* Work item
Every line of the data must be set down exactly as shown.
Dataset excerpts below:
//! Entry operations (`media` and `baseEntry` services).

use anyhow::Result;

use crate::api::client::PlatformClient;
use crate::api::filters::EntryFilter;
use crate::api::models::MediaEntry;
use crate::api::params::ParamList;

/// Fields for `baseEntry.update` / `media.add`. Only set fields are sent.
#[derive(Debug, Clone, Default)]
pub struct EntryFields {
    pub name: Option<String>,
    pub description: Option<String>,
    pub tags: Option<String>,
    pub user_id: Option<String>,
    pub entitled_users_edit: Option<String>,
    pub entitled_users_publish: Option<String>,
    pub media_type: Option<i64>,
    pub parent_entry_id: Option<String>,
}

impl EntryFields {
    fn to_params(&self, object_type: &str) -> ParamList {
        ParamList::new()
            .set("objectType", object_type)
            .set_opt("name", self.name.as_ref())
            .set_opt("description", self.description.as_ref())
            .set_opt("tags", self.tags.as_ref())
            .set_opt("userId", self.user_id.as_ref())
            .set_opt("entitledUsersEdit", self.entitled_users_edit.as_ref())
            .set_opt("entitledUsersPublish", self.entitled_users_publish.as_ref())
            .set_opt("mediaType", self.media_type)
            .set_opt("parentEntryId", self.parent_entry_id.as_ref())
    }
}

pub struct MediaService<'a> {
    pub(crate) client: &'a PlatformClient,
}

impl MediaService<'_> {
    pub async fn get(&self, entry_id: &str) -> Result<MediaEntry> {
        let params = ParamList::new().set("entryId", entry_id);
        self.client.call("media", "get", params).await
    }

    pub async fn get_base(&self, entry_id: &str) -> Result<MediaEntry> {
        let params = ParamList::new().set("entryId", entry_id);
        self.client.call("baseEntry", "get", params).await
    }

    /// Paginate `media.list` to exhaustion.
    pub async fn list(
        &self,
        filter: &EntryFilter,
        page_size: u32,
        cap: Option<usize>,
    ) -> Result<Vec<MediaEntry>> {
        let base = ParamList::new().nest(
            "filter",
            filter.to_params("KalturaMediaEntryFilter"),
        );
        self.client
            .list_all("media", "list", base, page_size, cap)
            .await
    }

    /// Paginate `baseEntry.list` to exhaustion.
    pub async fn list_base(
        &self,
        filter: &EntryFilter,
        page_size: u32,
        cap: Option<usize>,
    ) -> Result<Vec<MediaEntry>> {
        let base = ParamList::new().nest(
            "filter",
            filter.to_params("KalturaBaseEntryFilter"),
        );
        self.client
            .list_all("baseEntry", "list", base, page_size, cap)
            .await
    }

    /// Child entries of a multi-stream parent.
    pub async fn children(&self, parent_entry_id: &str) -> Result<Vec<MediaEntry>> {
        let filter = EntryFilter {
            parent_entry_id_equal: Some(parent_entry_id.to_string()),
            ..Default::default()
        };
        self.list_base(&filter, 500, None).await
    }

    pub async fn update(&self, entry_id: &str, fields: &EntryFields) -> Result<MediaEntry> {
        let params = ParamList::new()
            .set("entryId", entry_id)
            .nest("baseEntry", fields.to_params("KalturaBaseEntry"));
        self.client.call("baseEntry", "update", params).await
    }

    /// Permanent deletion. The response carries the final status flags.
    pub async fn delete(&self, entry_id: &str) -> Result<MediaEntry> {
        let params = ParamList::new().set("entryId", entry_id);
        self.client.call("baseEntry", "delete", params).await
    }

    /// Move the entry to its owner's recycle bin.
    pub async fn recycle(&self, entry_id: &str) -> Result<MediaEntry> {
        let params = ParamList::new().set("entryId", entry_id);
        self.client.call("baseEntry", "recycle", params).await
    }

    /// Server-side clone within the same account.
    pub async fn clone_entry(&self, entry_id: &str) -> Result<MediaEntry> {
        let params = ParamList::new().set("entryId", entry_id);
        self.client.call("baseEntry", "clone", params).await
    }

    /// Create a fresh media entry (cross-account duplication).
    pub async fn add(&self, fields: &EntryFields) -> Result<MediaEntry> {
        let params =
            ParamList::new().nest("entry", fields.to_params("KalturaMediaEntry"));
        self.client.call("media", "add", params).await
    }

    /// Ingest content into a new entry by pulling from a URL.
    pub async fn add_content_from_url(&self, entry_id: &str, url: &str) -> Result<MediaEntry> {
        let resource = ParamList::new()
            .set("objectType", "KalturaUrlResource")
            .set("url", url);
        let params = ParamList::new()
            .set("entryId", entry_id)
            .nest("resource", resource);
        self.client.call("media", "addContent", params).await
    }
}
End of Dataset excerpts.
* Response
//! Entry operations (`media` and `baseEntry` services).

use anyhow::Result;

use crate::api::client::PlatformClient;
use crate::api::filters::EntryFilter;
use crate::api::models::MediaEntry;
use crate::api::params::ParamList;

/// Fields for `baseEntry.update` / `media.add`. Only set fields are sent.
#[derive(Debug, Clone, Default)]
pub struct EntryFields {
    pub name: Option<String>,
    pub description: Option<String>,
    pub tags: Option<String>,
    pub user_id: Option<String>,
    pub entitled_users_edit: Option<String>,
    pub entitled_users_publish: Option<String>,
    pub media_type: Option<i64>,
    pub parent_entry_id: Option<String>,
}

impl EntryFields {
    fn to_params(&self, object_type: &str) -> ParamList {
        ParamList::new()
            .set("objectType", object_type)
            .set_opt("name", self.name.as_ref())
            .set_opt("description", self.description.as_ref())
            .set_opt("tags", self.tags.as_ref())
            .set_opt("userId", self.user_id.as_ref())
            .set_opt("entitledUsersEdit", self.entitled_users_edit.as_ref())
            .set_opt("entitledUsersPublish", self.entitled_users_publish.as_ref())
            .set_opt("mediaType", self.media_type)
            .set_opt("parentEntryId", self.parent_entry_id.as_ref())
    }
}

pub struct MediaService<'a> {
    pub(crate) client: &'a PlatformClient,
}

impl MediaService<'_> {
    pub async fn get(&self, entry_id: &str) -> Result<MediaEntry> {
        let params = ParamList::new().set("entryId", entry_id);
        self.client.call("media", "get", params).await
    }

    pub async fn get_base(&self, entry_id: &str) -> Result<MediaEntry> {
        let params = ParamList::new().set("entryId", entry_id);
        self.client.call("baseEntry", "get", params).await
    }

    /// Paginate `media.list` to exhaustion.
    pub async fn list(
        &self,
        filter: &EntryFilter,
        page_size: u32,
        cap: Option<usize>,
    ) -> Result<Vec<MediaEntry>> {
        let base = ParamList::new().nest(
            "filter",
            filter.to_params("KalturaMediaEntryFilter"),
        );
        self.client
            .list_all("media", "list", base, page_size, cap)
            .await
    }

    /// Paginate `baseEntry.list` to exhaustion.
    pub async fn list_base(
        &self,
        filter: &EntryFilter,
        page_size: u32,
        cap: Option<usize>,
    ) -> Result<Vec<MediaEntry>> {
        let base = ParamList::new().nest(
            "filter",
            filter.to_params("KalturaBaseEntryFilter"),
        );
        self.client
            .list_all("baseEntry", "list", base, page_size, cap)
            .await
    }

    /// Child entries of a multi-stream parent.
    pub async fn children(&self, parent_entry_id: &str) -> Result<Vec<MediaEntry>> {
        let filter = EntryFilter {
            parent_entry_id_equal: Some(parent_entry_id.to_string()),
            ..Default::default()
        };
        self.list_base(&filter, 500, None).await
    }

    pub async fn update(&self, entry_id: &str, fields: &EntryFields) -> Result<MediaEntry> {
        let params = ParamList::new()
            .set("entryId", entry_id)
            .nest("baseEntry", fields.to_params("KalturaBaseEntry"));
        self.client.call("baseEntry", "update", params).await
    }

    /// Permanent deletion. The response carries the final status flags.
    pub async fn delete(&self, entry_id: &str) -> Result<MediaEntry> {
        let params = ParamList::new().set("entryId", entry_id);
        self.client.call("baseEntry", "delete", params).await
    }

    /// Move the entry to its owner's recycle bin.
    pub async fn recycle(&self, entry_id: &str) -> Result<MediaEntry> {
        let params = ParamList::new().set("entryId", entry_id);
        self.client.call("baseEntry", "recycle", params).await
    }

    /// Server-side clone within the same account.
    pub async fn clone_entry(&self, entry_id: &str) -> Result<MediaEntry> {
        let params = ParamList::new().set("entryId", entry_id);
        self.client.call("baseEntry", "clone", params).await
    }

    /// Create a fresh media entry (cross-account duplication).
    pub async fn add(&self, fields: &EntryFields) -> Result<MediaEntry> {
        let params =
            ParamList::new().nest("entry", fields.to_params("KalturaMediaEntry"));
        self.client.call("media", "add", params).await
    }

    /// Ingest content into a new entry by pulling from a URL.
    pub async fn add_content_from_url(&self, entry_id: &str, url: &str) -> Result<MediaEntry> {
        let resource = ParamList::new()
            .set("objectType", "KalturaUrlResource")
            .set("url", url);
        let params = ParamList::new()
            .set("entryId", entry_id)
            .nest("resource", resource);
        self.client.call("media", "addContent", params).await
    }
}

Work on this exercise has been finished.